En la capital catalana, Aragonés destaca el apogeo de minoristas de moda, el renacer de las agencias inmobiliarias con franquiciados, la mencionada fiebre de las colchonerías y lavanderías exprés, los servicios especializados (formación e idiomas)..., pero con un peso incontestable de la restauración. Se impone la especialización de marcas hacia la comida asiática, la preparada para llevar o comer in situ, o las cafeterías-panaderías, entre otras.

Para muestra, el despliegue de establecimientos de comida autoservicio lista para calentar como Nostrum o de Tento (con una treintena en Barcelona, algunas en franquicia), o la proliferación de panaderías con barra y mesas de degustación. El ejemplo más visible es Granier, que solamente en Catalunya ya cuenta con 111, de las que 92 se reparten por la capital catalana. Su director general, Juan Vicente Bonastre, destaca que el propietario (del sector panadero), ante la lenta muerte de muchos pequeños hornos probó con éxito "adaptar los establecimientos a la degustación". En la actualidad Granier solo tiene dos locales propios, mientras que otros 360 son franquicias. También preparan dos tiendas insignia propios con nueva estética.

TIPOS DE LICENCIA

El negocio, asegura, se equilibra entre la venta de pan, de bollería y la cafetería, con la rentable fórmula de la integración vertical que permite gran producción y precios reclamo en algunos productos. Una planta produce la masa, que luego se fermenta y prepara en cada local. "No es precocinado, es fresco", puntualiza, aunque la masa se congela para su distribución. Con poca experiencia, el franquiciado despega con facilidad.

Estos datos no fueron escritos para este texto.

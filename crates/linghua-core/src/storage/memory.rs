//! In-memory `KvStore` used by unit tests in this crate.

use std::collections::HashMap;
use std::sync::Mutex;
use std::sync::atomic::{AtomicBool, Ordering};

use linghua_types::error::RepositoryError;

use super::kv_store::KvStore;

#[derive(Default)]
pub(crate) struct MemoryKvStore {
    values: Mutex<HashMap<String, String>>,
    fail_writes: AtomicBool,
}

impl MemoryKvStore {
    pub(crate) fn new() -> Self {
        Self::default()
    }

    pub(crate) fn with_value(self, key: &str, value: &str) -> Self {
        self.values
            .lock()
            .unwrap()
            .insert(key.to_string(), value.to_string());
        self
    }

    pub(crate) fn raw(&self, key: &str) -> Option<String> {
        self.values.lock().unwrap().get(key).cloned()
    }

    pub(crate) fn set_fail_writes(&self, fail: bool) {
        self.fail_writes.store(fail, Ordering::SeqCst);
    }

    fn check_writable(&self) -> Result<(), RepositoryError> {
        if self.fail_writes.load(Ordering::SeqCst) {
            Err(RepositoryError::Query("store is read-only".to_string()))
        } else {
            Ok(())
        }
    }
}

impl KvStore for MemoryKvStore {
    async fn get(&self, key: &str) -> Result<Option<String>, RepositoryError> {
        Ok(self.raw(key))
    }

    async fn set(&self, key: &str, value: &str) -> Result<(), RepositoryError> {
        self.check_writable()?;
        self.values
            .lock()
            .unwrap()
            .insert(key.to_string(), value.to_string());
        Ok(())
    }

    async fn delete(&self, key: &str) -> Result<(), RepositoryError> {
        self.check_writable()?;
        self.values.lock().unwrap().remove(key);
        Ok(())
    }
}
//! Data page: the monthly revenue chart drawn as a table with bars.

use anyhow::Result;
use comfy_table::{Cell, CellAlignment, Color, ContentArrangement, Table, presets};
use console::style;

use linghua_core::stats::{RevenueSeries, monthly_revenue};

/// Width of the longest bar, in cells.
const BAR_WIDTH: usize = 30;

/// Print the revenue series.
pub fn show_revenue(json: bool) -> Result<()> {
    let series = monthly_revenue();

    if json {
        let result = serde_json::json!({
            "label": series.label,
            "points": series.points,
            "total": series.total(),
        });
        println!("{}", serde_json::to_string_pretty(&result)?);
        return Ok(());
    }

    println!();
    println!("  {}", style(series.label).bold());
    println!();
    println!("{}", revenue_table(&series));
    println!();
    if let Some(peak) = series.peak() {
        println!(
            "  {} {}  {} {}",
            style("合计:").bold(),
            style(series.total()).cyan(),
            style("峰值:").bold(),
            style(format!("{} ({})", peak.month, peak.revenue)).cyan(),
        );
    }
    println!();
    Ok(())
}

fn revenue_table(series: &RevenueSeries) -> Table {
    let max = series.max_revenue().max(1);

    let mut table = Table::new();
    table
        .load_preset(presets::UTF8_FULL_CONDENSED)
        .set_content_arrangement(ContentArrangement::Dynamic)
        .set_header(vec![
            Cell::new("月份").fg(Color::Cyan),
            Cell::new("营收（元）").fg(Color::Cyan),
            Cell::new("环比").fg(Color::Cyan),
            Cell::new("").fg(Color::Cyan),
        ]);

    for point in &series.points {
        let change = match point.change {
            None => Cell::new("-"),
            Some(delta) if delta >= 0 => Cell::new(format!("+{delta}")).fg(Color::Green),
            Some(delta) => Cell::new(delta.to_string()).fg(Color::Red),
        };
        table.add_row(vec![
            Cell::new(point.month),
            Cell::new(point.revenue).set_alignment(CellAlignment::Right),
            change.set_alignment(CellAlignment::Right),
            Cell::new(bar(point.revenue, max)).fg(Color::Red),
        ]);
    }

    table
}

/// A bar proportional to `value / max`, at least one cell for non-zero values.
fn bar(value: u32, max: u32) -> String {
    let cells = (value as usize * BAR_WIDTH) / max as usize;
    let cells = if value > 0 { cells.max(1) } else { 0 };
    "█".repeat(cells)
}

#[cfg(test)]
mod tests {
    use super::*;

    #[test]
    fn test_bar_scales_to_max() {
        assert_eq!(bar(24_000, 24_000).chars().count(), BAR_WIDTH);
        assert_eq!(bar(12_000, 24_000).chars().count(), BAR_WIDTH / 2);
        assert_eq!(bar(0, 24_000), "");
        assert_eq!(bar(1, 24_000).chars().count(), 1);
    }

    #[test]
    fn test_table_has_row_per_month() {
        let series = monthly_revenue();
        let rendered = revenue_table(&series).to_string();
        for point in &series.points {
            assert!(rendered.contains(point.month));
        }
        assert!(rendered.contains("-1500"));
    }
}
//! Main chat loop orchestration.
//!
//! Opens the persisted history, renders it under the greeting, then reads
//! lines until EOF. Each message goes through the `ChatController`, and the
//! loop waits for the simulated reply before prompting again.

use std::sync::Arc;

use console::style;
use tracing::{debug, info};

use linghua_core::chat::controller::ChatController;
use linghua_infra::sqlite::kv::SqliteKvStore;
use linghua_types::error::ChatError;

use crate::state::AppState;

use super::banner::print_welcome_banner;
use super::commands::{self, ChatCommand};
use super::input::{ChatInput, InputEvent};
use super::renderer::TerminalView;

type TerminalChat = ChatController<SqliteKvStore, TerminalView>;

/// Run the interactive chat loop.
pub async fn run_chat_loop(state: &AppState) -> anyhow::Result<()> {
    let history = state.open_history().await;
    let stored = history.history().len();

    let view = Arc::new(TerminalView::new());
    let mut chat = ChatController::from_config(history, view, &state.config);

    print_welcome_banner(stored, state.config.history_limit, chat.quick_replies());
    chat.load_history().await;
    info!(stored, "Chat session started");

    let prompt = format!("{} ", style("You >").green().bold());
    let mut chat_input =
        ChatInput::open(prompt).map_err(|e| anyhow::anyhow!("Failed to initialize input: {e}"))?;

    loop {
        match chat_input.next_event().await {
            InputEvent::Eof => {
                chat.wait_for_reply().await;
                println!("\n  {}", style("Session ended.").dim());
                break;
            }
            InputEvent::Interrupted => {
                println!("  {}", style("(Use /exit or Ctrl+D to leave)").dim());
                continue;
            }
            InputEvent::Line(text) => {
                if let Some(cmd) = commands::parse(&text) {
                    match cmd {
                        ChatCommand::Help => commands::print_help(),
                        ChatCommand::Quick(None) => commands::print_quick_replies(chat.quick_replies()),
                        ChatCommand::Quick(Some(n)) => {
                            let outcome = chat.send_quick_reply(n - 1).await;
                            finish_send(&mut chat, outcome).await;
                        }
                        ChatCommand::ClearHistory => {
                            if chat.clear().await {
                                println!("  {}", style("对话记录已清空").dim());
                            }
                        }
                        ChatCommand::ClearScreen => chat_input.clear_screen(),
                        ChatCommand::History => {
                            let count = chat.history().await.len();
                            println!(
                                "\n  {} {}/{}\n",
                                style("Stored messages:").bold(),
                                style(count).cyan(),
                                state.config.history_limit
                            );
                        }
                        ChatCommand::Exit => {
                            chat.wait_for_reply().await;
                            println!("\n  {}", style("Session ended.").dim());
                            break;
                        }
                        ChatCommand::Unknown(what) => {
                            println!(
                                "  {} Unknown command: {}. Type /help for available commands.",
                                style("?").yellow(),
                                what
                            );
                        }
                    }
                    continue;
                }

                let outcome = chat.send(&text).await;
                finish_send(&mut chat, outcome).await;
            }
        }
    }

    chat_input.close();
    info!(stored = chat.history().await.len(), "Chat session ended");
    Ok(())
}

/// Wait for the reply after a successful send; report anything else.
async fn finish_send(chat: &mut TerminalChat, outcome: Result<(), ChatError>) {
    match outcome {
        Ok(()) => chat.wait_for_reply().await,
        // The controller already showed the notice.
        Err(ChatError::EmptyInput) => {}
        Err(ChatError::Busy) => {
            debug!("Input ignored while a reply is pending");
        }
        Err(e @ ChatError::UnknownQuickReply(_)) => {
            println!("  {} {}", style("?").yellow(), e);
        }
    }
}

El Gremi de Restauració reclama que la degustación cumpla los mismos requisitos que los bares 

Una proliferación de barras frecuente también en charcuterías y otras tiendas de alimentación que ha provocado quejas del Gremi de Restauració. No están contra ese modelo, pero piden que cumplan las mismas exigencias o tengan doble licencia, ya que la normativa es más exigente para un bar que para una tienda con degustación, puntualiza su director, Roger Pallarols. Las tiendas con degustación en teoría no pueden dedicar más de 20 metros cuadrados a esa actividad, ni ofrecer productos que no sean de su actividad principal, ni servir menús o alcohol.